Martha Carpentier's The Major Novels of Susan Glaspell directs the spotlight, for the first time, on Glaspell's novels. As Carpentier indicates in her introduction, Glaspell studies have focused on the plays, and the novels have generally been dismissed as inferior, a trend set in motion by Arthur Waterman and, of course, emphasized by Christopher Bigsby, who has done so much to recover Glaspell for American drama. It is indeed high time to recover the novels too, and Carpentier's exploration of these, based on psychological and mythological models, is particularly illuminating and more than justifies her claim that Glaspell should be included in the pantheon of modernism. This much needed study opens the way for further discussion of her novels by critics who will no longer feel hemmed in by disparaging labels such as "sentimental" or "romantic."

Rather than argue for the literary value of the sentimental novels of the nineteenth century, as so many critics have done already, Carpentier vehemently dismisses the idea that such categories apply to Glaspell's texts (103).
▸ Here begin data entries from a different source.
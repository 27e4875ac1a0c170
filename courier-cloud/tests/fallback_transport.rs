//! Default channel wiring against an in-process gateway

mod common;

use std::sync::Arc;
use std::sync::atomic::{AtomicUsize, Ordering};
use std::time::Duration;

use axum::extract::State;
use axum::routing::post;
use axum::{Json, Router};
use common::*;
use courier_cloud::config::ChannelConfig;
use courier_cloud::state::build_channel;
use courier_cloud::webhook::NoopBroadcaster;
use serde_json::{Value, json};
use shared::models::{CustomerDetail, NotificationStatus, OrderUpdate};

async fn spawn_gateway(router: Router) -> String {
    let listener = tokio::net::TcpListener::bind("127.0.0.1:0").await.unwrap();
    let addr = listener.local_addr().unwrap();
    tokio::spawn(async move {
        axum::serve(listener, router).await.unwrap();
    });
    format!("http://{addr}")
}

async fn hang() -> Json<Value> {
    tokio::time::sleep(Duration::from_secs(5)).await;
    Json(json!({"id": "too-late"}))
}

async fn accept(State(calls): State<Arc<AtomicUsize>>) -> Json<Value> {
    calls.fetch_add(1, Ordering::SeqCst);
    Json(json!({"id": "fallback-ok"}))
}

fn channel_config(base_url: String) -> ChannelConfig {
    ChannelConfig {
        base_url,
        api_token: Some("secret-token".into()),
        send_path: "/api/send-message".into(),
        fallback_path: Some("/api/messages".into()),
    }
}

#[tokio::test]
async fn hanging_primary_route_falls_back_to_secondary() {
    let fallback_calls = Arc::new(AtomicUsize::new(0));
    let base = spawn_gateway(
        Router::new()
            .route("/api/send-message", post(hang))
            .route("/api/messages", post(accept))
            .with_state(fallback_calls.clone()),
    )
    .await;

    let channel = build_channel(&channel_config(base), &fast_config()).unwrap();
    let store = seeded_store();
    let pipeline = pipeline(&store, channel, Arc::new(NoopBroadcaster));

    let resp = pipeline
        .perform_transition("O1", OrderUpdate::status("Confirmed"))
        .await
        .unwrap();

    let customer = &resp.notifications.customer;
    assert!(customer.attempted && customer.success, "{customer:?}");
    match &customer.detail {
        CustomerDetail::Sent { message_id, .. } => {
            assert_eq!(message_id.as_deref(), Some("fallback-ok"));
        }
        other => panic!("unexpected {other:?}"),
    }
    assert_eq!(fallback_calls.load(Ordering::SeqCst), 1);
    assert_eq!(store.notifications()[0].status, NotificationStatus::Sent);
}

#[tokio::test]
async fn hanging_routes_fail_once_every_strategy_is_spent() {
    let base = spawn_gateway(
        Router::new()
            .route("/api/send-message", post(hang))
            .route("/api/messages", post(hang)),
    )
    .await;

    let channel = build_channel(&channel_config(base), &fast_config()).unwrap();
    let store = seeded_store();
    let pipeline = pipeline(&store, channel, Arc::new(NoopBroadcaster));

    let resp = pipeline
        .perform_transition("O1", OrderUpdate::status("Confirmed"))
        .await
        .unwrap();

    let customer = &resp.notifications.customer;
    assert!(customer.attempted && !customer.success);
    assert_eq!(store.notifications()[0].status, NotificationStatus::Failed);
}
She rightly points out that although Glaspell's protagonists at times may sacrifice everything for love, romantic love consistently is presented as illusionary and ephemeral. Using a mythological model that she astutely bases on Glaspell's own reading and experience, Carpentier establishes the Apollonian/Dionysian dichotomy with which Glaspell endowed the protagonists and plots of the novels she wrote after returning from Greece. Further, "although their fictional techniques were often different" (158), she insightfully compares the Iowa writer to Virginia Woolf, the one woman that modernism has always accepted into its fold. However, Carpentier is not the first to put Glaspell and Woolf together. This was first done by "I. R. M" in "Three Novels by [End Page 206] Women," published in the Oxford Magazine on June 141928; this reviewer wrote that the work of these two novelists is of the "highest distinction... inimitably feminine... [and] as unique in kind as it is eminent in quality."

Carpentier's argument is weakest when she uses a psychological model she derives from Chodorow, Kristeva, and Cixous. This model leads her to make apparently contradictory statements about the relationship between Glaspell and her husband, George Cram Cook; on the one hand, she would have Cook be a "feminized" (35) and "infantile" (61) man, but he is also a representative of the "logos" (36), and thus of patriarchy. Taking into account the "mother-child" (26) intimacy that Glaspell's relationship with Cook offered her, as well as her unfulfilled desire to have a child, Carpentier recognizes that these aspects of her personal experience color the relationship between Norma and Max in Norma Ashe and that of Blossom and Lincoln in Ambrose Holt and Family. However, as she points out, in these novels, as in Brook Evans, Fidelity or The Morning Is Near Us, the relationships between the protagonists and other men (fathers, step-fathers, fathers-in-law, or brothers) are much more complex, and here the psychological model works more satisfactorily to illuminate the woman's quest for identity and independence within both the family and society.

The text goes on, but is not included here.